Required action: In the records below, find every line with the word "population" and copy it.

Input records:
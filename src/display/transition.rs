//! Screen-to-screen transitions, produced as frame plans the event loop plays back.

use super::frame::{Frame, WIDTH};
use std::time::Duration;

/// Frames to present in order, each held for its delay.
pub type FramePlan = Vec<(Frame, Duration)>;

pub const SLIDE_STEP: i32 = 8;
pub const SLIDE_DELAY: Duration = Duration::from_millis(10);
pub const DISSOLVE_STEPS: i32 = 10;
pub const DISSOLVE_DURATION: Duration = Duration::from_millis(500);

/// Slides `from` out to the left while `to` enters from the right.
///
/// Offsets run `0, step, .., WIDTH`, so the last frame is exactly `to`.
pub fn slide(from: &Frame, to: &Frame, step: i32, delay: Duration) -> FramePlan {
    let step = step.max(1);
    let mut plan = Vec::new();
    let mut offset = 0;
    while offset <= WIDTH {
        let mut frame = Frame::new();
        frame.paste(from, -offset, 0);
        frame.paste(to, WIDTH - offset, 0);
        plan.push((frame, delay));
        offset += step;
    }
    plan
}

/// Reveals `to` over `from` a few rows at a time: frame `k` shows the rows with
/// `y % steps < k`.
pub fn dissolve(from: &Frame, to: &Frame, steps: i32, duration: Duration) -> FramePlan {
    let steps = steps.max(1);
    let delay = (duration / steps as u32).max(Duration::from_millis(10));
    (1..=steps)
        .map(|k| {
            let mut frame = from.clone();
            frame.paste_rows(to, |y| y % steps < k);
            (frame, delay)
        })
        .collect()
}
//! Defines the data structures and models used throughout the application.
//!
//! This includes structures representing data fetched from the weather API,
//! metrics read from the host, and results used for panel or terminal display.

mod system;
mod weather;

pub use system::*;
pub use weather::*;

* * *

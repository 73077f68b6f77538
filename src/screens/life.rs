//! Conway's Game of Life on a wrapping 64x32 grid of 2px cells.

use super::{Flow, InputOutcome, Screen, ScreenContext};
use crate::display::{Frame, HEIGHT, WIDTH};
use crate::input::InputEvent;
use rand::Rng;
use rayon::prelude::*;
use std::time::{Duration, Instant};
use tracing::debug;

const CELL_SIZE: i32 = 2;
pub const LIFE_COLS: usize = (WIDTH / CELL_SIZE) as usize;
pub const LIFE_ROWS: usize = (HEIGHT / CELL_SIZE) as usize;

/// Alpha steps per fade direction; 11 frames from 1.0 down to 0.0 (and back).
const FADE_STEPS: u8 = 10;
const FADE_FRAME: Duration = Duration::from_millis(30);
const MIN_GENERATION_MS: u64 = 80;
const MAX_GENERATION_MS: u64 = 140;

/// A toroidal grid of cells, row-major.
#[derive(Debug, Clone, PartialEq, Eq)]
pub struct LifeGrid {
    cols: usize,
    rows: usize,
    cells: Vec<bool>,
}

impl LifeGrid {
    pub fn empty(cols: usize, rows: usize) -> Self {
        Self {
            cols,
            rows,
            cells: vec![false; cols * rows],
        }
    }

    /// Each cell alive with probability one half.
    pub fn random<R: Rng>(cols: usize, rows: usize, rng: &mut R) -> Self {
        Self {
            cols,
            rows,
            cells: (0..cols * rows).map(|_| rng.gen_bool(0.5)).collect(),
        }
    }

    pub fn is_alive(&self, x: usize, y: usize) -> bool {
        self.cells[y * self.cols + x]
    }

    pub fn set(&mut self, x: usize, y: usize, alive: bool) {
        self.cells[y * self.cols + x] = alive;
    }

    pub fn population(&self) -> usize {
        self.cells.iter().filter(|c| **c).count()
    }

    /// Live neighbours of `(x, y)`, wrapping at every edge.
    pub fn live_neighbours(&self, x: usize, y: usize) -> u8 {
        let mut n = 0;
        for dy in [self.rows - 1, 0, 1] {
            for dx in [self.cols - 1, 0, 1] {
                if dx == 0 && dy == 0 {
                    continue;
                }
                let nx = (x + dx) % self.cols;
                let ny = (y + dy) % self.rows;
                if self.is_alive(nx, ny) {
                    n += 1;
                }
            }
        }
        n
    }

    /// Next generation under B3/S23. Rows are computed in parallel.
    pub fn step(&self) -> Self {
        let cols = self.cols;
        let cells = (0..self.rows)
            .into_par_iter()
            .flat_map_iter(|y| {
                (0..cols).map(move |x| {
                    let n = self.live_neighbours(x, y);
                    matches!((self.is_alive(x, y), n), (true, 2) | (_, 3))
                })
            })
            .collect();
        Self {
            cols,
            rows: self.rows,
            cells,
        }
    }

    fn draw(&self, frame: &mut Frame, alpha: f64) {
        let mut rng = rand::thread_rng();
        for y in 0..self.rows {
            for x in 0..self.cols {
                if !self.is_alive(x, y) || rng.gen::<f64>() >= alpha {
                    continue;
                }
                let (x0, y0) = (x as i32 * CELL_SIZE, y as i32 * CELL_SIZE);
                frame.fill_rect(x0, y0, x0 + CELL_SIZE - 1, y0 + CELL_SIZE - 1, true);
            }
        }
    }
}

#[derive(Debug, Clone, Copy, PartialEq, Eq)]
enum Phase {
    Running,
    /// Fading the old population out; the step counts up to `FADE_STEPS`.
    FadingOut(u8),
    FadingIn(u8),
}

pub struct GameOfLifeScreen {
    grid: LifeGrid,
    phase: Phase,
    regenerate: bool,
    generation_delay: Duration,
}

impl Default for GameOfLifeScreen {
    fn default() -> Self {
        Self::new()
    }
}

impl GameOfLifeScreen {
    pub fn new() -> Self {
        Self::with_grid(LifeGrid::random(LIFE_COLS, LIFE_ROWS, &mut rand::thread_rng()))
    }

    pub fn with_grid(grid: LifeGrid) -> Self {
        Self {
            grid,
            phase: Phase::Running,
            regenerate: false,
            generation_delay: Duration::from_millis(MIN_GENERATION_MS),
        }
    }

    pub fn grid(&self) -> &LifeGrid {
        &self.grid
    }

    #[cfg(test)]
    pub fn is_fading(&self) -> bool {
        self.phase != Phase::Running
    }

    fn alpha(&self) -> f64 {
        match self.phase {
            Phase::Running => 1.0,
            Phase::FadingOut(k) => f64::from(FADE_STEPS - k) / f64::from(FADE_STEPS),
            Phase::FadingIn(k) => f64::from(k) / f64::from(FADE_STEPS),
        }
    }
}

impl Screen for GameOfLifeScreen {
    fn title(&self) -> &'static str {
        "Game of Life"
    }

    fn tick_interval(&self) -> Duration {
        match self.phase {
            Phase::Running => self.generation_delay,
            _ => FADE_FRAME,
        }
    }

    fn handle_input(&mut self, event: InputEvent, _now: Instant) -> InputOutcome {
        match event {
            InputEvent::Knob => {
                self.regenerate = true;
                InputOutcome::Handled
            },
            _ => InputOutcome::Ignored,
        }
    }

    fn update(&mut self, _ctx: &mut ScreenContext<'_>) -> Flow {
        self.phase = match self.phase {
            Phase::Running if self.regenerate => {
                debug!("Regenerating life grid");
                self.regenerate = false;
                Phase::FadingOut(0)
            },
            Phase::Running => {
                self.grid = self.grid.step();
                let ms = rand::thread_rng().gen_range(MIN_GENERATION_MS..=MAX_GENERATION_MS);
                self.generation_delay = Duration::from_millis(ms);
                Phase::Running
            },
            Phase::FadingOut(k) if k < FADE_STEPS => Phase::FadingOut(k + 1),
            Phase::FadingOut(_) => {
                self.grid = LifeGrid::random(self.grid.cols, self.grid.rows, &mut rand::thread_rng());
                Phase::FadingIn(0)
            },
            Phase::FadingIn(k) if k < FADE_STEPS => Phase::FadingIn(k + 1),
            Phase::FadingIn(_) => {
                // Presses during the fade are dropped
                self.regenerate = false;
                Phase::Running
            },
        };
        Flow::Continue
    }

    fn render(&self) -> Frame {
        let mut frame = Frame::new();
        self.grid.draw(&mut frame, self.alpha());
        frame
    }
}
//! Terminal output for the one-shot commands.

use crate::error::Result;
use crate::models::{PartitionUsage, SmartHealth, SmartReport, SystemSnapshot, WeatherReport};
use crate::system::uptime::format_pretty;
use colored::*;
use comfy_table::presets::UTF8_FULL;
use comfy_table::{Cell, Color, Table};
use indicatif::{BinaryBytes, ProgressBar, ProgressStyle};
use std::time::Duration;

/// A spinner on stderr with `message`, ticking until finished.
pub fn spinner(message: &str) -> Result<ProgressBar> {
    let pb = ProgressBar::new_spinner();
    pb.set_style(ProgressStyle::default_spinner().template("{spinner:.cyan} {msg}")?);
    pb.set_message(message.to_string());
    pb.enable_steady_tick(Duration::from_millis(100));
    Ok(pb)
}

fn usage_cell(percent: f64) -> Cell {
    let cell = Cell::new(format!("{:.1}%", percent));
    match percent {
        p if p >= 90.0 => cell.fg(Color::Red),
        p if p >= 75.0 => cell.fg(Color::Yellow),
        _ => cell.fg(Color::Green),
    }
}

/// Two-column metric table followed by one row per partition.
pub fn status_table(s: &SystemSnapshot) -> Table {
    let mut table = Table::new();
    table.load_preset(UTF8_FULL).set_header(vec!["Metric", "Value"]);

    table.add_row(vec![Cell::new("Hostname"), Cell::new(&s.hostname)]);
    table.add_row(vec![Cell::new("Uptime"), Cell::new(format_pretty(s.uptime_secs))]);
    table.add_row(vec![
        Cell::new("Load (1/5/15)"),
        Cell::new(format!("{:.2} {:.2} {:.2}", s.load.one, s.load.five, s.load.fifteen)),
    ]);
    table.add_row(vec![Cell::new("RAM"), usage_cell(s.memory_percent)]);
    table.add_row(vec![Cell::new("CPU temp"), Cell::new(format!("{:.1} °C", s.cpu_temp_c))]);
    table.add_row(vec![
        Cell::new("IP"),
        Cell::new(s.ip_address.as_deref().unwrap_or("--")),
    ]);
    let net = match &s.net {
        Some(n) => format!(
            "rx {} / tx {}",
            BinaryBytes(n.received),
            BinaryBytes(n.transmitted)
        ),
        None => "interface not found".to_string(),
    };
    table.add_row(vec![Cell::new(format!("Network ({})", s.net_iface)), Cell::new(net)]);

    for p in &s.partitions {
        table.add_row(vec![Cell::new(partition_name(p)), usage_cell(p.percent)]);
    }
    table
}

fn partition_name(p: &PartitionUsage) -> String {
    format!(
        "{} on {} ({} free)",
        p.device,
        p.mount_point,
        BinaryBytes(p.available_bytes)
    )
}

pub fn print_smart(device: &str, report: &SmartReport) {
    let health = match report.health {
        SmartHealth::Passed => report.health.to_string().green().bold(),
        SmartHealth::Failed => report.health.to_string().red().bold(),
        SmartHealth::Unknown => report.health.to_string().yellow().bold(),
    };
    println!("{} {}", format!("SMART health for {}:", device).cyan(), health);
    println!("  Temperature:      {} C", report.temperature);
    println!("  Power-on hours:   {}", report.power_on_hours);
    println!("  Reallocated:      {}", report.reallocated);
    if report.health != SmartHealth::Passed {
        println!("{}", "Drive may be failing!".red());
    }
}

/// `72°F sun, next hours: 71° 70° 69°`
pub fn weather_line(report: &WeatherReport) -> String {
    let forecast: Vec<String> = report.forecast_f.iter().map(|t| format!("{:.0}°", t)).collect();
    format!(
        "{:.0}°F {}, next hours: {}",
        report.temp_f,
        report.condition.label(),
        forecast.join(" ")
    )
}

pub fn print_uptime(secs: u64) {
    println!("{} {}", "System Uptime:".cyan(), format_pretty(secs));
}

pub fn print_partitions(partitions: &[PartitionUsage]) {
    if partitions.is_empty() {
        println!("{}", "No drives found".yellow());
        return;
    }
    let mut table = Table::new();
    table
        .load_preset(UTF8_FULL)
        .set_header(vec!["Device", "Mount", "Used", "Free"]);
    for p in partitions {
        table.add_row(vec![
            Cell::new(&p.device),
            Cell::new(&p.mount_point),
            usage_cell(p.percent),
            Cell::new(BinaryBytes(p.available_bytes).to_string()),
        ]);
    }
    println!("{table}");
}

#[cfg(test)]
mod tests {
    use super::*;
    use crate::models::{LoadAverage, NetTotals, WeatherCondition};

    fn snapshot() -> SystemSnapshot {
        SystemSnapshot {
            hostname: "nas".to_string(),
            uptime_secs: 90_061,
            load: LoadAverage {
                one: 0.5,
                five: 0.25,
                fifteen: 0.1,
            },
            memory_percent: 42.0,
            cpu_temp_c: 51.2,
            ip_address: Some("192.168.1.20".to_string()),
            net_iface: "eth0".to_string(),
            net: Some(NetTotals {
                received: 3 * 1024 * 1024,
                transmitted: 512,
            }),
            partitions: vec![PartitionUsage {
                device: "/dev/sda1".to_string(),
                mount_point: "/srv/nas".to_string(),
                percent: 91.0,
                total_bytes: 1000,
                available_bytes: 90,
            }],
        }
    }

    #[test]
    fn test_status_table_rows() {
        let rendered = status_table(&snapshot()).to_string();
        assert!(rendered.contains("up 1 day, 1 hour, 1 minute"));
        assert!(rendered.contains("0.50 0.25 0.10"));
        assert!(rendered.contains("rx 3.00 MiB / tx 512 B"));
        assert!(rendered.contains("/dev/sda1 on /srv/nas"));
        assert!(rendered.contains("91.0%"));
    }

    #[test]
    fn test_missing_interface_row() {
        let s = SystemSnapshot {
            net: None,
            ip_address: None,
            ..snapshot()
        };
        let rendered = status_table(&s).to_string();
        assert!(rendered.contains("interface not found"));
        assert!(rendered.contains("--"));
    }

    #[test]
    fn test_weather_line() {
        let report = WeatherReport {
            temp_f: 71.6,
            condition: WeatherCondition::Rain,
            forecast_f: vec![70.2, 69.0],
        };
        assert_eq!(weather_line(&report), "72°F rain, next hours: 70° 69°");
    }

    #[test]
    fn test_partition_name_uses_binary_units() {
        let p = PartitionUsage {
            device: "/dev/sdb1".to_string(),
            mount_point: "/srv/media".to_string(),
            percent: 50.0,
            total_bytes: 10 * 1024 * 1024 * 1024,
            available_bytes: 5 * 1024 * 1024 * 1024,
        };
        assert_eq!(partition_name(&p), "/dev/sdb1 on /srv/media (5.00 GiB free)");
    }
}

==

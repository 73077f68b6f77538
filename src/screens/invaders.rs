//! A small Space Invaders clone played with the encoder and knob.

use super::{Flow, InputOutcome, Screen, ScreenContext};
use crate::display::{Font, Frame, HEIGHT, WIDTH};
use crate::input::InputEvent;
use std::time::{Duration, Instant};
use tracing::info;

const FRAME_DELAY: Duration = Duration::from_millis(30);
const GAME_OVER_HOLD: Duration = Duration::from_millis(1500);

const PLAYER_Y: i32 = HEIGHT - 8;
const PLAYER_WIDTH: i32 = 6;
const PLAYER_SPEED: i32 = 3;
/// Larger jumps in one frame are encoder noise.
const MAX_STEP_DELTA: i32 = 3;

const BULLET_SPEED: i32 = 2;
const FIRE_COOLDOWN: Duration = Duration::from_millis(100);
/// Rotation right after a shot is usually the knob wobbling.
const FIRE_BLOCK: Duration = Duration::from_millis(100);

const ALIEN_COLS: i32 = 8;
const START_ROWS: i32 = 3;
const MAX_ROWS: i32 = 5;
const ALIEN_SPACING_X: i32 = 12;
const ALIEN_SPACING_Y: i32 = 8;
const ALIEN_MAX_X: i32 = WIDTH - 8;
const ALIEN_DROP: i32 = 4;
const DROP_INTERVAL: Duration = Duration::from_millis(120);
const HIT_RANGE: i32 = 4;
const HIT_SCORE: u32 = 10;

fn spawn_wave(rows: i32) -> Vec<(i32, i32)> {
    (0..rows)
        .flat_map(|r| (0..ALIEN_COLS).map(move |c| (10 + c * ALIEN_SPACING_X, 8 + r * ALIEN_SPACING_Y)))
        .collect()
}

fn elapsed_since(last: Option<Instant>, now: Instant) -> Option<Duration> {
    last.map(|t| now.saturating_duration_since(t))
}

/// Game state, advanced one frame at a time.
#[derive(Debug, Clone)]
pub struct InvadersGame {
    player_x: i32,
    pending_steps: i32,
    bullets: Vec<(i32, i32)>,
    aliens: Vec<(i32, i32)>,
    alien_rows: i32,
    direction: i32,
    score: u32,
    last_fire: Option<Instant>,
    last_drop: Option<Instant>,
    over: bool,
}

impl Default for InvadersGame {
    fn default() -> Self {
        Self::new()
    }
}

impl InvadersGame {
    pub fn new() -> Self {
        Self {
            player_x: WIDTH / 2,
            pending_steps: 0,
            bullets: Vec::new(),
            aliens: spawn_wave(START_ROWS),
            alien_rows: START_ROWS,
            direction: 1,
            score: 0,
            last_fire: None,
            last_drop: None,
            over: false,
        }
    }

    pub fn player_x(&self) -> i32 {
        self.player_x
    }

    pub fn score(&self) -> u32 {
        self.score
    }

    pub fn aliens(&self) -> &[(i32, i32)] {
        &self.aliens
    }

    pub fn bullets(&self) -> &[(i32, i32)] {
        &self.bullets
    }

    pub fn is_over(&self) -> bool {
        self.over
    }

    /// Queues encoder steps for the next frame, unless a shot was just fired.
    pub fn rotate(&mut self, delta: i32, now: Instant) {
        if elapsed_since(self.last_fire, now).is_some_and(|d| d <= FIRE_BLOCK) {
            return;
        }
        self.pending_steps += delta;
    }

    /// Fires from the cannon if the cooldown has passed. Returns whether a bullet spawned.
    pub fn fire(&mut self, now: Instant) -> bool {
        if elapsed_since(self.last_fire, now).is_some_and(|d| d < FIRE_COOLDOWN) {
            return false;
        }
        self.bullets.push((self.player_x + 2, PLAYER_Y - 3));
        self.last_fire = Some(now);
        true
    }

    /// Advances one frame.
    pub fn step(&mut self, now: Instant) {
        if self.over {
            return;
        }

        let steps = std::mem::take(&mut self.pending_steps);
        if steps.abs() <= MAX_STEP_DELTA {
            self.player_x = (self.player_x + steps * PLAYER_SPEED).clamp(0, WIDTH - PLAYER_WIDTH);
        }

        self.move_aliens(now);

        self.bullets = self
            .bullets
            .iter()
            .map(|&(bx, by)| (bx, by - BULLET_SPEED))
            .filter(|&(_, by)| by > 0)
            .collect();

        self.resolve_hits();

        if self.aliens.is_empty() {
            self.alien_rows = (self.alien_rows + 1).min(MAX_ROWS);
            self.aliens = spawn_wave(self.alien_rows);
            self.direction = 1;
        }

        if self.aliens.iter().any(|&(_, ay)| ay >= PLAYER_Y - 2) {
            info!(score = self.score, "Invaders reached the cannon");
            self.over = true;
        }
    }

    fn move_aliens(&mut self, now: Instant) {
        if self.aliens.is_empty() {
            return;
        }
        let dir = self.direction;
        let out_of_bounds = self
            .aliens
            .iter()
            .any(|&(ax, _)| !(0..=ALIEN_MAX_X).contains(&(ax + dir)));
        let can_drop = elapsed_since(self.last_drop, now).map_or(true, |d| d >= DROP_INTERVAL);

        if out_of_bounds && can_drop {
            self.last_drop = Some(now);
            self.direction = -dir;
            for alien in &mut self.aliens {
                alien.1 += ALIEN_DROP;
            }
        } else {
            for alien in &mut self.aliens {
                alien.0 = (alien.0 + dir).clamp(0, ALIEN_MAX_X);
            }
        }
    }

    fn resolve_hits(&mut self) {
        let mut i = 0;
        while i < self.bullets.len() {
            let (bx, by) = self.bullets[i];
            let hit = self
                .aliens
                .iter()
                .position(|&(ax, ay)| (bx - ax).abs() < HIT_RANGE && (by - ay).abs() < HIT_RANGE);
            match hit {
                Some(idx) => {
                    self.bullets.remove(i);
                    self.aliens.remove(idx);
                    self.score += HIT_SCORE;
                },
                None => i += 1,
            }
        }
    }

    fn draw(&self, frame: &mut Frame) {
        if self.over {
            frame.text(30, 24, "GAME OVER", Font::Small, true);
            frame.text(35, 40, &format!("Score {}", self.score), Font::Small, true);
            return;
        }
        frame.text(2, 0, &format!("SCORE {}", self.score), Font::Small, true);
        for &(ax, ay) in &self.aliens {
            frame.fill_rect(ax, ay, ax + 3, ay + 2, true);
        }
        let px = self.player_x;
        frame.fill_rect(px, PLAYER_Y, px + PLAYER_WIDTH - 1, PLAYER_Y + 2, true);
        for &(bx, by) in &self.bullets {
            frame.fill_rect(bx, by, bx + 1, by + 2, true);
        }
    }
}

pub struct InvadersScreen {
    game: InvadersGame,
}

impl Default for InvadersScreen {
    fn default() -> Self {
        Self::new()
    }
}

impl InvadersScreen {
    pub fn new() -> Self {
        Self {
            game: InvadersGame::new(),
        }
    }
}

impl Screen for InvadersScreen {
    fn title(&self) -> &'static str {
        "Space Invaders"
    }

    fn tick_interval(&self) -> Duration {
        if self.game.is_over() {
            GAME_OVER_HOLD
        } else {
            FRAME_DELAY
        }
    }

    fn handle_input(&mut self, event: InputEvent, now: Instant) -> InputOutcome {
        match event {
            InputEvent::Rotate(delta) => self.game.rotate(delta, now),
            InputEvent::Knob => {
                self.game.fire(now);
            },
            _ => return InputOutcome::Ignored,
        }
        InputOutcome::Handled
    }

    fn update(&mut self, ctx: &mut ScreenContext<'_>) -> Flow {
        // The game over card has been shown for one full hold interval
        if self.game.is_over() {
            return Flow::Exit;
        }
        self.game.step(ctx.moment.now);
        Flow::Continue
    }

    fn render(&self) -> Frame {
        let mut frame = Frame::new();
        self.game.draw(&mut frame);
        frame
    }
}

Your solution:
    pub fn population(&self) -> usize {
    /// Fading the old population out; the step counts up to `FADE_STEPS`.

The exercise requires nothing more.